■ To do
Examine each line in the records below for the word "return". Report how many lines contain it, and nothing else.

Collected data entries
◆ ◆ ◆ ◆ ◆

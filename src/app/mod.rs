pub mod cli;
pub mod odometer;
pub mod runner;
//! Decoder for the single line payload sent by the device.
//!
//! A payload is one type tag byte followed by ASCII content, possibly padded with zero bytes by
//! the transport:
//!
//! - `D<digits>`: a distance in millimeters
//! - `M<text>`: a free text message
//!
//! Decoding is total. Anything that does not fit the grammar becomes `Reading::Invalid`.

use std::fmt;

use crate::device::constants::{TAG_DISTANCE, TAG_MESSAGE};

#[derive(Debug, Clone, Copy, PartialEq, Eq)]
pub enum InvalidReason {
    Empty,
    NotANumber,
    UnknownType,
}

impl fmt::Display for InvalidReason {
    fn fmt(&self, f: &mut fmt::Formatter<'_>) -> fmt::Result {
        let result = match self {
            InvalidReason::Empty => "empty",
            InvalidReason::NotANumber => "not-a-number",
            InvalidReason::UnknownType => "unknown-type",
        };

        write!(f, "{}", result)
    }
}

#[derive(Debug, Clone, PartialEq, Eq)]
pub enum Reading {
    /// Raw distance as reported by the device. Never scaled.
    Distance(u64),
    Message(String),
    Invalid { raw: String, reason: InvalidReason },
}

impl Reading {
    pub fn is_invalid(&self) -> bool {
        matches!(self, Reading::Invalid { .. })
    }

    pub fn distance(&self) -> Option<u64> {
        match self {
            Reading::Distance(millimeters) => Some(*millimeters),
            _ => None,
        }
    }
}

// Every byte maps to exactly one char (latin-1), so no content is lost and decoding can not fail.
fn bytes_to_text(bytes: &[u8]) -> String {
    bytes.iter().map(|&byte| byte as char).collect()
}

fn parse_distance(content: &[u8]) -> Option<u64> {
    if content.is_empty() || !content.iter().all(u8::is_ascii_digit) {
        return None;
    }

    // only digits at this point, so the only possible failure is an overflow
    bytes_to_text(content).parse::<u64>().ok()
}

pub fn decode(bytes: &[u8]) -> Reading {
    let payload: Vec<u8> = bytes.iter().copied().filter(|&byte| byte != 0).collect();
    let raw = bytes_to_text(&payload);

    let Some((&tag, content)) = payload.split_first() else {
        return Reading::Invalid { raw, reason: InvalidReason::Empty };
    };

    match tag {
        TAG_DISTANCE => match parse_distance(content) {
            Some(millimeters) => Reading::Distance(millimeters),
            None => Reading::Invalid { raw, reason: InvalidReason::NotANumber },
        },
        TAG_MESSAGE => Reading::Message(bytes_to_text(content)),
        _ => Reading::Invalid { raw, reason: InvalidReason::UnknownType },
    }
}

#[cfg(test)]
mod tests {
    use super::*;

    fn invalid(raw: &str, reason: InvalidReason) -> Reading {
        Reading::Invalid { raw: raw.to_string(), reason }
    }

    #[test]
    fn decodes_distance() {
        assert_eq!(decode(b"D1234"), Reading::Distance(1234));
        assert_eq!(decode(b"D0"), Reading::Distance(0));
    }

    #[test]
    fn distance_is_not_scaled() {
        assert_eq!(decode(b"D1234567").distance(), Some(1234567));
    }

    #[test]
    fn rejects_malformed_distance() {
        assert_eq!(decode(b"D12a4"), invalid("D12a4", InvalidReason::NotANumber));
        assert_eq!(decode(b"D"), invalid("D", InvalidReason::NotANumber));
        assert_eq!(decode(b"D-5"), invalid("D-5", InvalidReason::NotANumber));
        assert_eq!(decode(b"D+5"), invalid("D+5", InvalidReason::NotANumber));
        assert_eq!(
            decode(b"D99999999999999999999999"),
            invalid("D99999999999999999999999", InvalidReason::NotANumber),
        );
    }

    #[test]
    fn decodes_message_verbatim() {
        assert_eq!(decode(b"Mhello"), Reading::Message("hello".to_string()));
        assert_eq!(decode(b"M"), Reading::Message(String::new()));
        assert_eq!(decode(b"M low battery "), Reading::Message(" low battery ".to_string()));
    }

    #[test]
    fn empty_payload() {
        assert_eq!(decode(b""), invalid("", InvalidReason::Empty));
        assert_eq!(decode(&[0, 0, 0]), invalid("", InvalidReason::Empty));
    }

    #[test]
    fn unknown_type() {
        assert_eq!(decode(b"X9"), invalid("X9", InvalidReason::UnknownType));
        assert_eq!(decode(b"d12"), invalid("d12", InvalidReason::UnknownType));
    }

    #[test]
    fn zero_bytes_are_not_significant() {
        assert_eq!(decode(b"D12\0\0\0"), decode(b"D12"));
        assert_eq!(decode(b"D1\x002\0"), Reading::Distance(12));
        assert_eq!(decode(b"\0M\0hi\0"), Reading::Message("hi".to_string()));
    }

    #[test]
    fn never_fails_on_arbitrary_bytes() {
        for first in 0..=255u8 {
            for second in [0u8, b'0', b'a', 0x80, 0xFF] {
                let reading = decode(&[first, second, 0xC3, 0x28]);
                if let Reading::Invalid { raw, .. } = &reading {
                    assert!(!raw.contains('\0'));
                }
            }
        }
    }

    #[test]
    fn reason_labels() {
        assert_eq!(InvalidReason::Empty.to_string(), "empty");
        assert_eq!(InvalidReason::NotANumber.to_string(), "not-a-number");
        assert_eq!(InvalidReason::UnknownType.to_string(), "unknown-type");
    }
}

◆ ◆ ◆ ◆ ◆

■ Result for this exercise
2